Ne olmuştu az önce? Neden kendimdeki kontrolü bu kadar kolay kaybetmiş, etrafı dağıtmıştım? Saçmalıktı. Kendine gel Kaan. İlk defa kan görmüyorsun. Ve ilk defa üzerinde kan olan bir Emir de.

***

İki saat boyunca yerimizde kıpırdamadan oturmuş gelen geçen hastaları izliyorduk. Cenk ve Savaş geldiğimizden beri tek kelime etmemiş, benim suratımda da bulunan 'duvar surat' ifadesiyle öylece oturuyordu. Artık sıkmıştı. Siktiğimin doktorları bir kere bile o odadan çıkmamıştı.

Kulağıma dolan hıçkırık ve bir kaç avutucu sözden de sıkılmıştım. Zırlamanın bir manası yoktu. Neden, kızların içinde şuan tavırlarından dolayı favorilerime giren Pınar gibi sessizce bir köşede oturmuyorlardı.

Birkaç dakika sonra koridordan bize doğru gelen Ahmet Amcayla eşini görünce yerimde diklendim.
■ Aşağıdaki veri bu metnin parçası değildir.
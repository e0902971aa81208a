//! Preparation controller
//!
//! Drives a run: waits for channels through the availability strategy, cuts
//! each ready channel into one tile per core, cleans up the source file,
//! and assembles every core the moment all of its channels are cut.
//!
//! Push and poll mode only differ in how the next ready channel is found;
//! both feed the same `process_channel` step, which owns all bookkeeping:
//! - a channel is cut at most once per run
//! - a core is assembled at most once, right after its last channel
//! - cleanup of a channel's source runs right after that channel's cut

use std::collections::{BTreeMap, BTreeSet};
use std::path::{Path, PathBuf};
use std::time::Duration;

use log::{debug, info, warn};

use crate::assembly::CoreAssembly;
use crate::availability::{AvailabilityStrategy, Sleeper, ThreadSleeper};
use crate::cutting::CoreCutter;
use crate::errors::{PrepError, PrepResult};
use crate::io::{ChannelReader, TiffChannelReader, TileStore};
use crate::metadata::CoreTable;
use crate::utils::progress::ProgressTracker;

/// How the controller learns about ready channels
#[derive(Debug, Clone, Copy, PartialEq, Eq)]
pub enum DriveMode {
    /// Consume channels in the order the strategy produces them
    Push,
    /// Repeatedly ask the strategy about every outstanding channel
    Poll {
        /// Wait between rounds in which nothing became ready
        interval: Duration,
        /// Give up after this many rounds
        max_rounds: Option<usize>,
    },
}

/// Outcome of a completed run
#[derive(Debug, Clone, Default, PartialEq, Eq)]
pub struct RunSummary {
    /// Channels in the order they were cut
    pub channels_cut: Vec<String>,
    /// Output container of every assembled core
    pub assembled: BTreeMap<String, PathBuf>,
}

/// Coordinates cutting and assembly of cores from multiplex images
pub struct PreparationController {
    cores: CoreTable,
    strategy: Box<dyn AvailabilityStrategy>,
    reader: Box<dyn ChannelReader>,
    tiles: Box<dyn TileStore>,
    assembler: Box<dyn CoreAssembly>,
    cutter: CoreCutter,
    sleeper: Box<dyn Sleeper>,
    show_progress: bool,
    required_channels: BTreeSet<String>,
    completed_channels: Vec<String>,
    ready_cores: BTreeMap<String, BTreeSet<String>>,
    assembled_cores: BTreeMap<String, PathBuf>,
}

impl PreparationController {
    /// Create a controller
    ///
    /// The required channel set of the run is taken from the strategy's
    /// channel map here and does not change afterwards.
    ///
    /// # Arguments
    /// * `cores` - Cores to cut out of every channel
    /// * `strategy` - Source of ready channel files
    /// * `tiles` - Storage for cut tiles
    /// * `assembler` - Builds the output container of a complete core
    /// * `cutter` - Margin and masking settings
    pub fn new(
        cores: CoreTable,
        strategy: Box<dyn AvailabilityStrategy>,
        tiles: Box<dyn TileStore>,
        assembler: Box<dyn CoreAssembly>,
        cutter: CoreCutter,
    ) -> Self {
        let required_channels = strategy.channel_map().channel_set();
        PreparationController {
            cores,
            strategy,
            reader: Box::new(TiffChannelReader),
            tiles,
            assembler,
            cutter,
            sleeper: Box::new(ThreadSleeper),
            show_progress: false,
            required_channels,
            completed_channels: Vec::new(),
            ready_cores: BTreeMap::new(),
            assembled_cores: BTreeMap::new(),
        }
    }

    pub fn with_reader(mut self, reader: Box<dyn ChannelReader>) -> Self {
        self.reader = reader;
        self
    }

    pub fn with_sleeper(mut self, sleeper: Box<dyn Sleeper>) -> Self {
        self.sleeper = sleeper;
        self
    }

    /// Draw a progress bar while cutting
    pub fn with_progress(mut self, show: bool) -> Self {
        self.show_progress = show;
        self
    }

    pub fn required_channels(&self) -> &BTreeSet<String> {
        &self.required_channels
    }

    pub fn completed_channels(&self) -> &[String] {
        &self.completed_channels
    }

    /// Cores with some, but not all, channels cut
    pub fn ready_cores(&self) -> &BTreeMap<String, BTreeSet<String>> {
        &self.ready_cores
    }

    pub fn assembled_cores(&self) -> &BTreeMap<String, PathBuf> {
        &self.assembled_cores
    }

    /// Required channels that have not been cut yet, sorted
    pub fn outstanding_channels(&self) -> Vec<String> {
        self.required_channels
            .iter()
            .filter(|channel| !self.completed_channels.contains(channel))
            .cloned()
            .collect()
    }

    /// Cut every core out of one channel image
    ///
    /// The image handle is released when this returns, whether cutting
    /// succeeded or not.
    ///
    /// # Arguments
    /// * `channel` - Channel being processed
    /// * `path` - Local path of the channel image
    pub fn cut_channel(&mut self, channel: &str, path: &Path) -> PrepResult<()> {
        let image = self.reader.open(path)?;

        let tracker = if self.show_progress {
            ProgressTracker::new(self.cores.len() as u64, &format!("Cutting {}", channel))
        } else {
            ProgressTracker::hidden(self.cores.len() as u64)
        };

        for core in self.cores.iter() {
            let tile = self.cutter.extract(image.pixels(), core)?;
            self.tiles.write_tile(&core.core_id, channel, &tile)?;
            tracker.increment(1);
        }

        tracker.finish();
        drop(image);
        debug!("Closed file handle for channel {}.", channel);
        Ok(())
    }

    /// Cut, clean up, record and assemble for one ready channel
    ///
    /// # Returns
    /// `true` if the channel was cut, `false` if it had already been cut
    fn process_channel(&mut self, channel: &str, path: &Path) -> PrepResult<bool> {
        if !self.required_channels.contains(channel) {
            return Err(PrepError::UnknownChannel(channel.to_string()));
        }
        if self.completed_channels.iter().any(|done| done == channel) {
            warn!("Channel {} was already cut; skipping repeated arrival", channel);
            return Ok(false);
        }

        info!("Channel {} ready. Starting cutting...", channel);
        self.cut_channel(channel, path)?;
        self.strategy.cleanup(path, false);
        self.completed_channels.push(channel.to_string());

        for core_id in self.cores.core_ids() {
            if self.assembled_cores.contains_key(core_id) {
                continue;
            }
            self.ready_cores
                .entry(core_id.to_string())
                .or_default()
                .insert(channel.to_string());
        }

        info!(
            "Channel {} done ({}/{})",
            channel,
            self.completed_channels.len(),
            self.required_channels.len()
        );
        self.assemble_ready_cores()?;
        Ok(true)
    }

    /// Assemble every core whose cut channels cover the required set
    fn assemble_ready_cores(&mut self) -> PrepResult<()> {
        let complete: Vec<String> = self
            .ready_cores
            .iter()
            .filter(|(_, cut)| cut.is_superset(&self.required_channels))
            .map(|(core_id, _)| core_id.clone())
            .collect();

        for core_id in complete {
            self.ready_cores.remove(&core_id);
            info!("All channels cut for core {}. Assembling...", core_id);
            let output = self.assembler.assemble(&core_id)?;
            info!("Core {} assembled at {}", core_id, output.display());
            self.assembled_cores.insert(core_id, output);
        }
        Ok(())
    }

    fn run_push(&mut self) -> PrepResult<()> {
        self.strategy.start_ready_scan()?;
        while let Some((channel, path)) = self.strategy.next_ready()? {
            self.process_channel(&channel, &path)?;
        }

        let outstanding = self.outstanding_channels();
        if !outstanding.is_empty() {
            return Err(PrepError::MissingChannels(outstanding));
        }
        Ok(())
    }

    fn run_poll(&mut self, interval: Duration, max_rounds: Option<usize>) -> PrepResult<()> {
        let mut rounds = 0;

        loop {
            let outstanding = self.outstanding_channels();
            if outstanding.is_empty() {
                return Ok(());
            }
            rounds += 1;

            let mut progressed = false;
            for channel in &outstanding {
                if self.strategy.is_ready(channel)? {
                    let path = self.strategy.local_path(channel)?;
                    progressed |= self.process_channel(channel, &path)?;
                }
            }

            let outstanding = self.outstanding_channels();
            if outstanding.is_empty() {
                return Ok(());
            }
            if let Some(limit) = max_rounds {
                if rounds >= limit {
                    return Err(PrepError::PollLimitExceeded { rounds, outstanding });
                }
            }
            if !progressed {
                debug!("Waiting {:?} for {} channel(s)", interval, outstanding.len());
                self.sleeper.sleep(interval);
            }
        }
    }

    /// Process all channels and assemble all cores
    ///
    /// Blocks until every required channel has been cut and every core
    /// assembled, or the first unrecoverable error.
    pub fn run(&mut self, mode: DriveMode) -> PrepResult<RunSummary> {
        info!(
            "Starting ROI preparation controller: {} channels, {} cores, {} source",
            self.required_channels.len(),
            self.cores.len(),
            self.strategy.name()
        );
        if self.required_channels.is_empty() {
            warn!("No channels selected; nothing to cut");
        }

        match mode {
            DriveMode::Push => self.run_push()?,
            DriveMode::Poll { interval, max_rounds } => self.run_poll(interval, max_rounds)?,
        }

        if !self.ready_cores.is_empty() {
            warn!("Cores left incomplete: {:?}", self.ready_cores.keys().collect::<Vec<_>>());
        }
        info!(
            "All cores assembled. Controller run complete ({} cores).",
            self.assembled_cores.len()
        );

        Ok(RunSummary {
            channels_cut: self.completed_channels.clone(),
            assembled: self.assembled_cores.clone(),
        })
    }
}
Onlar yanımıza gelirken içimde bir şeyler hissettim. Annesi için ne kadar da berbat bir durumdu. Yanımıza ulaştıktan sonra olayı bizim bildiğimiz şekilde anlatmış, annesini sakinleştirmekle uğraşmıştık.

***

Hala ameliyathane denilen yerden doktor kılıklı birinin çıkmamasının sıkıntısıyla, derin bir nefes vererek arkama yaslandım. Çok uzun sürmüştü.
Pınar önümüzden geçip uzun koridorda ilerlerken bizimkileri dürtükledim ve aşağı kattakı kafeteryaya indirdim. Saat epeyce geç olmuştu ve uyumak gibi bir tecihim yoktu. Tost ve içecek bir şeyler alıp yeşil renkteki sandalyelere oturduk.
Cenk yerinde rahatsızca kıpırdanarak konuştu.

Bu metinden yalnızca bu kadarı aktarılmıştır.